Friedman Jonathan, Meharenna Yergalem T, Wilks Angela, Poulos Thomas L
Department of Molecular Biology and Biochemistry, and the Center for Chemical and Structural Biology, University of California, Irvine, California 92697, USA.
J Biol Chem. 2007 Jan 12;282(2):1066-71. doi: 10.1074/jbc.M609112200. Epub 2006 Nov 9.
Heme oxygenases have an increased binding affinity for O2 relative to CO. Such discrimination is critical to the function of HO enzymes because one of the main products of heme catabolism is CO. Kinetic studies of mammalian and bacterial HO proteins reveal a significant decrease in the dissociation rate of O2 relative to other heme proteins such as myoglobin.
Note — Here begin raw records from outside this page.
fn template_data(parents: &Parents, config: &InstallConfig) -> KvinstallResult<TemplateData> {
    let proxy = parents.get::<Proxy>()?.status();
    let release_image = parents.get::<ReleaseImage>()?;
    let ironic = parents.get::<IronicCreds>()?;

    let bare_metal = config.platform.baremetal.as_ref().map(|bm| BareMetalData {
        provisioning_ip: bm.bootstrap_provisioning_ip.clone(),
        ironic_username: ironic.username.clone(),
        ironic_password: ironic.password.clone(),
        api_vip: bm.api_vip.clone(),
        ingress_vip: bm.ingress_vip.clone(),
    });

    Ok(TemplateData {
        additional_trust_bundle: config.additional_trust_bundle.clone(),
        cluster_profile: cluster_profile(),
        etcd_cluster: etcd_cluster(config),
        proxy: proxy.is_set().then(|| ProxyData::from(proxy)),
        pull_secret: config.pull_secret.clone(),
        registries: merged_registries(&config.image_content_sources),
        release_image: release_image.pull_spec.clone(),
        platform_data: PlatformData { bare_metal },
    })
}

/// `bootstrap.ign`
#[derive(Default)]
pub struct Bootstrap {
    config: Option<Config>,
    file: Option<AssetFile>,
}

impl Bootstrap {
    pub fn config(&self) -> Option<&Config> {
        self.config.as_ref()
    }
}

impl Asset for Bootstrap {
    fn kind(&self) -> AssetKind {
        AssetKind::Bootstrap
    }

    fn dependencies(&self) -> Vec<Box<dyn Asset>> {
        let mut deps: Vec<Box<dyn Asset>> = vec![
            Box::new(InstallConfigAsset::default()),
            Box::new(Proxy::default()),
            Box::new(ReleaseImage::default()),
            Box::new(IronicCreds::default()),
            Box::new(Manifests::default()),
            Box::new(Master::default()),
            Box::new(Worker::default()),
            TlsAsset::boxed(AssetKind::BootstrapSshKeyPair),
        ];
        deps.extend(KUBECONFIG_KINDS.iter().map(|k| KubeconfigAsset::boxed(*k)));
        deps.extend(TLS_KINDS.iter().map(|k| TlsAsset::boxed(*k)));
        deps
    }

    fn generate(&mut self, parents: &Parents) -> KvinstallResult<()> {
        let install_config = parents.get::<InstallConfigAsset>()?.config()?;
        let data = template_data(parents, install_config)?;
        let tree = parents.templates();

        let mut config = Config::new();
        add_storage_files(&mut config, tree, "/", "bootstrap/files", &data)?;
        add_systemd_units(&mut config, tree, "bootstrap/systemd/units", &data, ENABLED_UNITS)?;

        let platform = install_config.platform.name();
        let platform_files = format!("bootstrap/{}/files", platform);
        if tree.is_dir(&platform_files) {
            add_storage_files(&mut config, tree, "/", &platform_files, &data)?;
        }
        let platform_units = format!("bootstrap/{}/systemd/units", platform);
        if tree.is_dir(&platform_units) {
            add_systemd_units(&mut config, tree, &platform_units, &data, ENABLED_UNITS)?;
        }

        add_parent_files(&mut config, parents, ROOT_DIR, "root", 0o644, MANIFEST_KINDS)?;
        add_parent_files(&mut config, parents, ROOT_DIR, "root", 0o600, KUBECONFIG_KINDS)?;
        add_parent_files(&mut config, parents, ROOT_DIR, "root", 0o600, TLS_KINDS)?;

        for (kind, path) in [
            (AssetKind::KubeconfigKubelet, KUBELET_KUBECONFIG_PATH),
            (AssetKind::KubeconfigAdminInternalClient, ADMIN_KUBECONFIG_PATH),
        ] {
            for file in parents.get_dyn(kind)?.files() {
                replace_or_append(
                    &mut config.storage.files,
                    file_from_bytes(path, "root", 0o600, &file.data),
                );
            }
        }

        let root_ca = tls::material(parents, AssetKind::RootCa)?;
        replace_or_append(
            &mut config.storage.files,
            file_from_string(ROOT_CA_PATH, "root", 0o644, &root_ca.cert_pem),
        );

        let ssh = tls::material(parents, AssetKind::BootstrapSshKeyPair)?;
        config.passwd.users.push(PasswdUser::with_keys(
            "core",
            [install_config.ssh_key.as_str(), ssh.public_key.as_str()],
        ));

        debug!(
            "Bootstrap config has {} files and {} units",
            config.storage.files.len(),
            config.systemd.units.len()
        );

        self.file = Some(AssetFile::new(BOOTSTRAP_FILENAME, config.marshal()?));
        self.config = Some(config);
        Ok(())
    }

    fn files(&self) -> Vec<&AssetFile> {
        self.file.iter().collect()
    }

    fn load(&mut self, fetcher: &dyn FileFetcher) -> KvinstallResult<bool> {
        let Some((config, file)) = load_config(fetcher, BOOTSTRAP_FILENAME, self.name())? else {
            return Ok(false);
        };

        expiry::warn_expired(&config);
        self.config = Some(config);
        self.file = Some(file);
        Ok(true)
    }
}

impl AssetType for Bootstrap {
    const KIND: AssetKind = AssetKind::Bootstrap;
}
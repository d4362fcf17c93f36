//! Ignition configs and the pieces used to build them

pub mod aio;
pub mod bootstrap;
pub mod dataurl;
pub mod expiry;
pub mod files;
pub mod machine;
pub mod render;
pub mod types;

pub use aio::Aio;
pub use bootstrap::Bootstrap;
pub use machine::{MasterIgnition, WorkerIgnition};
pub use types::Config;

use crate::asset::{AssetFile, FileFetcher};
use crate::error::{KvinstallError, KvinstallResult};

/// Read and parse a stored `*.ign` file. `Ok(None)` when absent.
pub(crate) fn load_config(
    fetcher: &dyn FileFetcher,
    filename: &str,
    asset: &str,
) -> KvinstallResult<Option<(Config, AssetFile)>> {
    let Some(file) = fetcher.fetch_by_name(filename)? else {
        return Ok(None);
    };

    let config = Config::unmarshal(&file.data).map_err(|e| KvinstallError::AssetLoad {
        asset: asset.to_string(),
        filename: filename.to_string(),
        reason: e.to_string(),
    })?;
    Ok(Some((config, file)))
}
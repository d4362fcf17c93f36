//! Defaults applied to a freshly loaded install config

use crate::installconfig::types::{
    ClusterNetworkEntry, InstallConfig, MachineNetworkEntry, MachinePool,
};
use crate::kubevirt::platform::set_platform_defaults;

pub const DEFAULT_MACHINE_CIDR: &str = "10.0.0.0/16";
pub const DEFAULT_CLUSTER_CIDR: &str = "10.128.0.0/14";
pub const DEFAULT_HOST_PREFIX: u8 = 23;
pub const DEFAULT_SERVICE_CIDR: &str = "172.30.0.0/16";
pub const DEFAULT_NETWORK_TYPE: &str = "OpenShiftSDN";
const DEFAULT_REPLICAS: i64 = 3;

pub fn set_install_config_defaults(config: &mut InstallConfig) {
    if config.api_version.is_empty() {
        config.api_version = "v1".to_string();
    }

    let networking = &mut config.networking;
    if networking.network_type.is_empty() {
        networking.network_type = DEFAULT_NETWORK_TYPE.to_string();
    }
    if networking.machine_network.is_empty() {
        networking.machine_network.push(MachineNetworkEntry {
            cidr: DEFAULT_MACHINE_CIDR.to_string(),
        });
    }
    if networking.cluster_network.is_empty() {
        networking.cluster_network.push(ClusterNetworkEntry {
            cidr: DEFAULT_CLUSTER_CIDR.to_string(),
            host_prefix: DEFAULT_HOST_PREFIX,
        });
    }
    if networking.service_network.is_empty() {
        networking
            .service_network
            .push(DEFAULT_SERVICE_CIDR.to_string());
    }

    let control_plane = config.control_plane.get_or_insert_with(MachinePool::default);
    set_pool_defaults(control_plane, "master");

    if config.compute.is_empty() {
        config.compute.push(MachinePool::default());
    }
    for pool in &mut config.compute {
        set_pool_defaults(pool, "worker");
    }

    if let Some(kubevirt) = config.platform.kubevirt.as_mut() {
        set_platform_defaults(kubevirt);
    }
}

fn set_pool_defaults(pool: &mut MachinePool, name: &str) {
    if pool.name.is_empty() {
        pool.name = name.to_string();
    }
    if pool.replicas.is_none() {
        pool.replicas = Some(DEFAULT_REPLICAS);
    }
    if pool.hyperthreading.is_none() {
        pool.hyperthreading = Some("Enabled".to_string());
    }
}
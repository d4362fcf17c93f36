//! Configuration management for kvinstall

pub mod schema;

pub use schema::{AssetsConfig, Config, GeneralConfig, InfraConfig};

use crate::error::{KvinstallError, KvinstallResult};
use std::path::{Path, PathBuf};
use tokio::fs;
use tracing::{debug, info};

/// Configuration manager
pub struct ConfigManager {
    config_path: PathBuf,
}

impl ConfigManager {
    /// Create a new config manager with default path
    pub fn new() -> Self {
        Self {
            config_path: Self::default_config_path(),
        }
    }

    /// Create a config manager with a custom path
    pub fn with_path(path: PathBuf) -> Self {
        Self { config_path: path }
    }

    /// Get the default config file path
    pub fn default_config_path() -> PathBuf {
        dirs::config_dir()
            .unwrap_or_else(|| PathBuf::from("."))
            .join("kvinstall")
            .join("config.toml")
    }

    /// Load configuration, falling back to defaults if the file is absent
    pub async fn load(&self) -> KvinstallResult<Config> {
        if !self.config_path.exists() {
            debug!("Config file not found, using defaults");
            return Ok(Config::default());
        }

        self.load_from_file(&self.config_path).await
    }

    /// Load configuration from a specific file
    pub async fn load_from_file(&self, path: &Path) -> KvinstallResult<Config> {
        let content = fs::read_to_string(path).await.map_err(|e| {
            KvinstallError::io(format!("reading config from {}", path.display()), e)
        })?;

        toml::from_str(&content).map_err(|e| KvinstallError::ConfigInvalid {
            path: path.to_path_buf(),
            reason: e.to_string(),
        })
    }

    /// Save configuration to file
    pub async fn save(&self, config: &Config) -> KvinstallResult<()> {
        self.ensure_config_dir().await?;

        let content = toml::to_string_pretty(config)?;
        fs::write(&self.config_path, content).await.map_err(|e| {
            KvinstallError::io(
                format!("writing config to {}", self.config_path.display()),
                e,
            )
        })?;

        info!("Configuration saved to {}", self.config_path.display());
        Ok(())
    }

    async fn ensure_config_dir(&self) -> KvinstallResult<()> {
        if let Some(parent) = self.config_path.parent() {
            fs::create_dir_all(parent)
                .await
                .map_err(|e| KvinstallError::ConfigDirCreate {
                    path: parent.to_path_buf(),
                    source: e,
                })?;
        }
        Ok(())
    }

    /// Get the config file path
    pub fn path(&self) -> &Path {
        &self.config_path
    }
}

impl Default for ConfigManager {
    fn default() -> Self {
        Self::new()
    }
}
Here we report the kinetic rate constants for the binding of O2 and CO by the heme oxygenases from Neisseria meningitidis (nmHO) and Pseudomonas aeruginosa (paHO). A combination of stopped-flow kinetic and laser flash photolysis experiments reveal that nmHO and paHO both maintain a similar degree of ligand discrimination as mammalian HO-1 and the HO from Corynebacterium diphtheriae. However, in addition to the observed decrease in dissociation rate for O2 by both nmHO and paHO, kinetic analyses show an increase in dissociation rate for CO by these two enzymes. The crystal structures of nmHO and paHO both contain significant differences from the mammalian HO-1 and bacterial C. diphtheriae HO structures, which suggests a structural basis for ligand discrimination in nmHO and paHO.
相对于一氧化碳,血红素加氧酶对氧气具有更高的结合亲和力。这种区分对于血红素加氧酶的功能至关重要,因为血红素分解代谢的主要产物之一是一氧化碳。对哺乳动物和细菌血红素加氧酶蛋白的动力学研究表明,相对于其他血红素蛋白(如肌红蛋白),氧气的解离速率显著降低。在此,我们报告了脑膜炎奈瑟菌(nmHO)和铜绿假单胞菌(paHO)的血红素加氧酶与氧气和一氧化碳结合的动力学速率常数。停流动力学和激光闪光光解实验相结合表明,nmHO和paHO与哺乳动物HO-1以及白喉棒状杆菌的血红素加氧酶一样,都保持着相似程度的配体区分能力。然而,除了观察到nmHO和paHO对氧气的解离速率降低外,动力学分析还表明这两种酶对一氧化碳的解离速率增加。nmHO和paHO的晶体结构与哺乳动物HO-1和细菌白喉棒状杆菌血红素加氧酶的结构均存在显著差异,这表明nmHO和paHO中配体区分存在结构基础。